[What you will do] What is needed is an exact transcription of every entry below.

[Collected data]
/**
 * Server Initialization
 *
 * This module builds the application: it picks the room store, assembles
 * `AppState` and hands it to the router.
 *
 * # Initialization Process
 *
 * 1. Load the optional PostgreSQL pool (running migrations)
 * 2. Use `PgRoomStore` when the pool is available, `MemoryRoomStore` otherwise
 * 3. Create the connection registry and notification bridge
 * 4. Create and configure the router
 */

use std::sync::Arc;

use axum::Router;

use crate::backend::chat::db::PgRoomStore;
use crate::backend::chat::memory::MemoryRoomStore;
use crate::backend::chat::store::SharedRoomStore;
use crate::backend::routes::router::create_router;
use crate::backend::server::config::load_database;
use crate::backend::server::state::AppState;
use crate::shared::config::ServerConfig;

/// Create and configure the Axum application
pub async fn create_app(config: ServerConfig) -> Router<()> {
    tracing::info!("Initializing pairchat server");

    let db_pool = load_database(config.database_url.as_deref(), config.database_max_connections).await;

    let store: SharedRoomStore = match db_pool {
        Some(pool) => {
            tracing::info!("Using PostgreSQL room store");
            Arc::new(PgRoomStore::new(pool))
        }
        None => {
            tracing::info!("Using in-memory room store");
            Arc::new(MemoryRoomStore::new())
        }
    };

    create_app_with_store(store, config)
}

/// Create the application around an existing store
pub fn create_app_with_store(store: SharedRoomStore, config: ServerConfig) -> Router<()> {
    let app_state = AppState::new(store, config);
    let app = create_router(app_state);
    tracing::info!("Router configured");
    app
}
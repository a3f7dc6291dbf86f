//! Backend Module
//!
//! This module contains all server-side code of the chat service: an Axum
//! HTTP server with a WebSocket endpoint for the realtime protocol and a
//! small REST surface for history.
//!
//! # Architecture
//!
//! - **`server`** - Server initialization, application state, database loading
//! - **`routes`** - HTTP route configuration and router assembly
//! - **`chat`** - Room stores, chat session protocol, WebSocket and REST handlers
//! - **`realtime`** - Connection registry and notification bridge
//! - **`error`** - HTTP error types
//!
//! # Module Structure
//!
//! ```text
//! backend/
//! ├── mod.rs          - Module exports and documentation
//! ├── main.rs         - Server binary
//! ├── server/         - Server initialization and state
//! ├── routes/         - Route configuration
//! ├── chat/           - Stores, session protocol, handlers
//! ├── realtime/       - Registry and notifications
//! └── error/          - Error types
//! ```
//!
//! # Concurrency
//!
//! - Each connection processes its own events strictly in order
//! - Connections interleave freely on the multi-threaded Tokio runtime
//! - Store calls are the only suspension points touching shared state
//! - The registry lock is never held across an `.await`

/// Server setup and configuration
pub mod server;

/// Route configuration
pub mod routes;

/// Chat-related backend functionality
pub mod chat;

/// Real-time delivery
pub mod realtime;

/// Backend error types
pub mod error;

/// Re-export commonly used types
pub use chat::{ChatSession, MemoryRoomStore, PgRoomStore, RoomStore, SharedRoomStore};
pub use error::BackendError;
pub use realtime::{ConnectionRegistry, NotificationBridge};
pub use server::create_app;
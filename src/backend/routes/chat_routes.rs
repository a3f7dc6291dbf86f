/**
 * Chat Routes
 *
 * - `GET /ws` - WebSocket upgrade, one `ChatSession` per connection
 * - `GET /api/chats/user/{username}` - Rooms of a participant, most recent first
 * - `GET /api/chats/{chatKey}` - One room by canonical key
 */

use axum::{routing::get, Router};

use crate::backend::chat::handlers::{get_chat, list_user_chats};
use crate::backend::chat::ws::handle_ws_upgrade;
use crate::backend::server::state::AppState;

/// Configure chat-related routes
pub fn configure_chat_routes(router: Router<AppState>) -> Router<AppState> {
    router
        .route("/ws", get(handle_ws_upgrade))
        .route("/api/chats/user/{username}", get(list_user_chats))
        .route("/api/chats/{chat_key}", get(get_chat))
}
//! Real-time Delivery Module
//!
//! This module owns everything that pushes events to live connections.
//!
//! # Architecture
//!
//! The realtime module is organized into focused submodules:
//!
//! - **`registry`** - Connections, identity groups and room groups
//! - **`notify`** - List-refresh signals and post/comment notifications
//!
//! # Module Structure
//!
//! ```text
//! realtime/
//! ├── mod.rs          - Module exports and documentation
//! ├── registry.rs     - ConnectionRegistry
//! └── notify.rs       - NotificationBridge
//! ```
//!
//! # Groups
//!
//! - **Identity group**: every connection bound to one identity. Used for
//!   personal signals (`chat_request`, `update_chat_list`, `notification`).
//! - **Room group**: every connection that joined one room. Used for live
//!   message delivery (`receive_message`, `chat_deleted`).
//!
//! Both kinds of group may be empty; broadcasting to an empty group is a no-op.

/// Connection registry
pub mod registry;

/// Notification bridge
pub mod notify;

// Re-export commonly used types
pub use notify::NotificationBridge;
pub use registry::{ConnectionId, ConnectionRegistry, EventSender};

[Your response]
/**
 * Server Initialization
 *
 * This module builds the application: it picks the room store, assembles
 * `AppState` and hands it to the router.
 *
 * # Initialization Process
 *
 * 1. Load the optional PostgreSQL pool (running migrations)
 * 2. Use `PgRoomStore` when the pool is available, `MemoryRoomStore` otherwise
 * 3. Create the connection registry and notification bridge
 * 4. Create and configure the router
 */

use std::sync::Arc;

use axum::Router;

use crate::backend::chat::db::PgRoomStore;
use crate::backend::chat::memory::MemoryRoomStore;
use crate::backend::chat::store::SharedRoomStore;
use crate::backend::routes::router::create_router;
use crate::backend::server::config::load_database;
use crate::backend::server::state::AppState;
use crate::shared::config::ServerConfig;

/// Create and configure the Axum application
pub async fn create_app(config: ServerConfig) -> Router<()> {
    tracing::info!("Initializing pairchat server");

    let db_pool = load_database(config.database_url.as_deref(), config.database_max_connections).await;

    let store: SharedRoomStore = match db_pool {
        Some(pool) => {
            tracing::info!("Using PostgreSQL room store");
            Arc::new(PgRoomStore::new(pool))
        }
        None => {
            tracing::info!("Using in-memory room store");
            Arc::new(MemoryRoomStore::new())
        }
    };

    create_app_with_store(store, config)
}

/// Create the application around an existing store
pub fn create_app_with_store(store: SharedRoomStore, config: ServerConfig) -> Router<()> {
    let app_state = AppState::new(store, config);
    let app = create_router(app_state);
    tracing::info!("Router configured");
    app
}
repository a3f7dc6291dbf86f
//! Backend Module
//!
//! This module contains all server-side code of the chat service: an Axum
//! HTTP server with a WebSocket endpoint for the realtime protocol and a
//! small REST surface for history.
//!
//! # Architecture
//!
//! - **`server`** - Server initialization, application state, database loading
//! - **`routes`** - HTTP route configuration and router assembly
//! - **`chat`** - Room stores, chat session protocol, WebSocket and REST handlers
//! - **`realtime`** - Connection registry and notification bridge
//! - **`error`** - HTTP error types
//!
//! # Module Structure
//!
//! ```text
//! backend/
//! ├── mod.rs          - Module exports and documentation
//! ├── main.rs         - Server binary
//! ├── server/         - Server initialization and state
//! ├── routes/         - Route configuration
//! ├── chat/           - Stores, session protocol, handlers
//! ├── realtime/       - Registry and notifications
//! └── error/          - Error types
//! ```
//!
//! # Concurrency
//!
//! - Each connection processes its own events strictly in order
//! - Connections interleave freely on the multi-threaded Tokio runtime
//! - Store calls are the only suspension points touching shared state
//! - The registry lock is never held across an `.await`

/// Server setup and configuration
pub mod server;

/// Route configuration
pub mod routes;

/// Chat-related backend functionality
pub mod chat;

/// Real-time delivery
pub mod realtime;

/// Backend error types
pub mod error;

/// Re-export commonly used types
pub use chat::{ChatSession, MemoryRoomStore, PgRoomStore, RoomStore, SharedRoomStore};
pub use error::BackendError;
pub use realtime::{ConnectionRegistry, NotificationBridge};
pub use server::create_app;
filename src/backend/routes/chat_routes.rs
repository a3f7dc6291dbf86f
/**
 * Chat Routes
 *
 * - `GET /ws` - WebSocket upgrade, one `ChatSession` per connection
 * - `GET /api/chats/user/{username}` - Rooms of a participant, most recent first
 * - `GET /api/chats/{chatKey}` - One room by canonical key
 */

use axum::{routing::get, Router};

use crate::backend::chat::handlers::{get_chat, list_user_chats};
use crate::backend::chat::ws::handle_ws_upgrade;
use crate::backend::server::state::AppState;

/// Configure chat-related routes
pub fn configure_chat_routes(router: Router<AppState>) -> Router<AppState> {
    router
        .route("/ws", get(handle_ws_upgrade))
        .route("/api/chats/user/{username}", get(list_user_chats))
        .route("/api/chats/{chat_key}", get(get_chat))
}
//! Real-time Delivery Module
//!
//! This module owns everything that pushes events to live connections.
//!
//! # Architecture
//!
//! The realtime module is organized into focused submodules:
//!
//! - **`registry`** - Connections, identity groups and room groups
//! - **`notify`** - List-refresh signals and post/comment notifications
//!
//! # Module Structure
//!
//! ```text
//! realtime/
//! ├── mod.rs          - Module exports and documentation
//! ├── registry.rs     - ConnectionRegistry
//! └── notify.rs       - NotificationBridge
//! ```
//!
//! # Groups
//!
//! - **Identity group**: every connection bound to one identity. Used for
//!   personal signals (`chat_request`, `update_chat_list`, `notification`).
//! - **Room group**: every connection that joined one room. Used for live
//!   message delivery (`receive_message`, `chat_deleted`).
//!
//! Both kinds of group may be empty; broadcasting to an empty group is a no-op.

/// Connection registry
pub mod registry;

/// Notification bridge
pub mod notify;

// Re-export commonly used types
pub use notify::NotificationBridge;
pub use registry::{ConnectionId, ConnectionRegistry, EventSender};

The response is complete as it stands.